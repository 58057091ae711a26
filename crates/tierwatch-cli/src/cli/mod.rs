//! CLI for the tierwatch search scheduler.

mod commands;
mod control_socket;
mod fixtures;

use std::path::PathBuf;
use std::sync::Arc;

use anyhow::{Context, Result};
use chrono::Utc;
use clap::{Parser, Subcommand};
use clap_complete::Shell;
use tierwatch_core::config::{self, Settings};
use tierwatch_core::control::{control_socket_path_for, default_control_socket_path};
use tierwatch_core::engine::Engine;
use tierwatch_core::store::StateStore;
use tierwatch_core::upstream::Upstream;

use commands::{
    control_request, run_check_config, run_completions, run_forwarded, run_history,
    run_interventions, run_issues, run_local, run_man, run_scheduler, run_status,
};

/// Top-level CLI for tierwatch.
#[derive(Debug, Parser)]
#[command(name = "tierwatch")]
#[command(about = "tierwatch: tiered, budgeted search scheduling for wanted media", long_about = None)]
pub struct Cli {
    /// Config file (default: ~/.config/tierwatch/config.toml, created if missing).
    #[arg(long, global = true, value_name = "PATH")]
    pub config: Option<PathBuf>,

    /// State database (default: ~/.local/state/tierwatch/state.db).
    #[arg(long, global = true, value_name = "PATH")]
    pub state_db: Option<PathBuf>,

    #[command(subcommand)]
    pub command: CliCommand,
}

#[derive(Debug, Subcommand)]
pub enum CliCommand {
    /// Run the search and queue cycles until interrupted.
    Run {
        /// Run one search cycle and one queue cycle, then exit.
        #[arg(long)]
        once: bool,
        /// Fixture directory standing in for the upstream instances.
        #[arg(long, value_name = "DIR")]
        fixtures: PathBuf,
    },

    /// Show tier counts, budget and open work.
    Status,

    /// List interventions (pending ones unless --all).
    Interventions {
        #[arg(long)]
        all: bool,
    },

    /// Decide an intervention: dismiss, reset or acknowledge.
    Decide {
        /// Intervention id, e.g. urgent:tv:episode:42.
        id: String,
        decision: String,
    },

    /// Search one item now, ignoring its cooldown.
    Search {
        /// Item key, e.g. tv:episode:42.
        key: String,
        /// Fixture directory, used only when no scheduler is running.
        #[arg(long, value_name = "DIR")]
        fixtures: PathBuf,
    },

    /// List current queue issues.
    Issues,

    /// Remove and blocklist a queue issue's download now.
    Resolve {
        /// Issue key, e.g. tv:dl-123.
        key: String,
        /// Fixture directory, used only when no scheduler is running.
        #[arg(long, value_name = "DIR")]
        fixtures: PathBuf,
    },

    /// Show recent searches (or finds with --finds).
    History {
        #[arg(long, default_value = "20", value_name = "N")]
        limit: usize,
        #[arg(long)]
        finds: bool,
    },

    /// Validate the config and print the derived pacing.
    CheckConfig,

    /// Print a shell completion script.
    Completions {
        #[arg(value_enum)]
        shell: Shell,
    },

    /// Print the man page (roff).
    Man,
}

impl CliCommand {
    pub async fn run_from_args() -> Result<()> {
        let cli = Cli::parse();
        match cli.command {
            CliCommand::Completions { shell } => return run_completions(shell),
            CliCommand::Man => return run_man(),
            _ => {}
        }

        let cfg = match &cli.config {
            Some(path) => config::load_from_path(path)?,
            None => config::load_or_init()?,
        };
        let settings = Settings::from_config(&cfg).context("invalid config")?;
        tracing::debug!("loaded config: {:?}", cfg);

        if let CliCommand::CheckConfig = cli.command {
            return run_check_config(&settings);
        }

        // A running scheduler owns the state; write commands go to it.
        let socket_path = match &cli.state_db {
            Some(path) => control_socket_path_for(path),
            None => default_control_socket_path().context("control socket path")?,
        };
        let request = control_request(&cli.command)?;
        if let Some(request) = &request {
            if run_forwarded(&socket_path, request).await? {
                return Ok(());
            }
        }
        if let CliCommand::Run { .. } = cli.command {
            control_socket::ensure_not_running(&socket_path).await?;
        }

        let store = match &cli.state_db {
            Some(path) => StateStore::open_at(path).await?,
            None => StateStore::open_default().await?,
        };

        let upstreams: Vec<Arc<dyn Upstream>> = match &cli.command {
            CliCommand::Run { fixtures, .. }
            | CliCommand::Search { fixtures, .. }
            | CliCommand::Resolve { fixtures, .. } => {
                fixtures::load_upstreams(fixtures, &settings).await?
            }
            _ => Vec::new(),
        };
        let engine = Engine::load(settings, store, upstreams, Utc::now()).await?;

        if let Some(request) = &request {
            return run_local(&engine, request).await;
        }
        match cli.command {
            CliCommand::Run { once, .. } => run_scheduler(engine, once, &socket_path).await?,
            CliCommand::Status => run_status(&engine).await?,
            CliCommand::Interventions { all } => run_interventions(&engine, all).await?,
            CliCommand::Issues => run_issues(&engine).await?,
            CliCommand::History { limit, finds } => run_history(&engine, limit, finds).await?,
            CliCommand::Decide { .. }
            | CliCommand::Search { .. }
            | CliCommand::Resolve { .. }
            | CliCommand::CheckConfig
            | CliCommand::Completions { .. }
            | CliCommand::Man => {}
        }

        Ok(())
    }
}

#[cfg(test)]
mod tests;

*What is required*. Please report the number of lines in the listing that include "finds", and add nothing to it.

*Reply to the task*. 3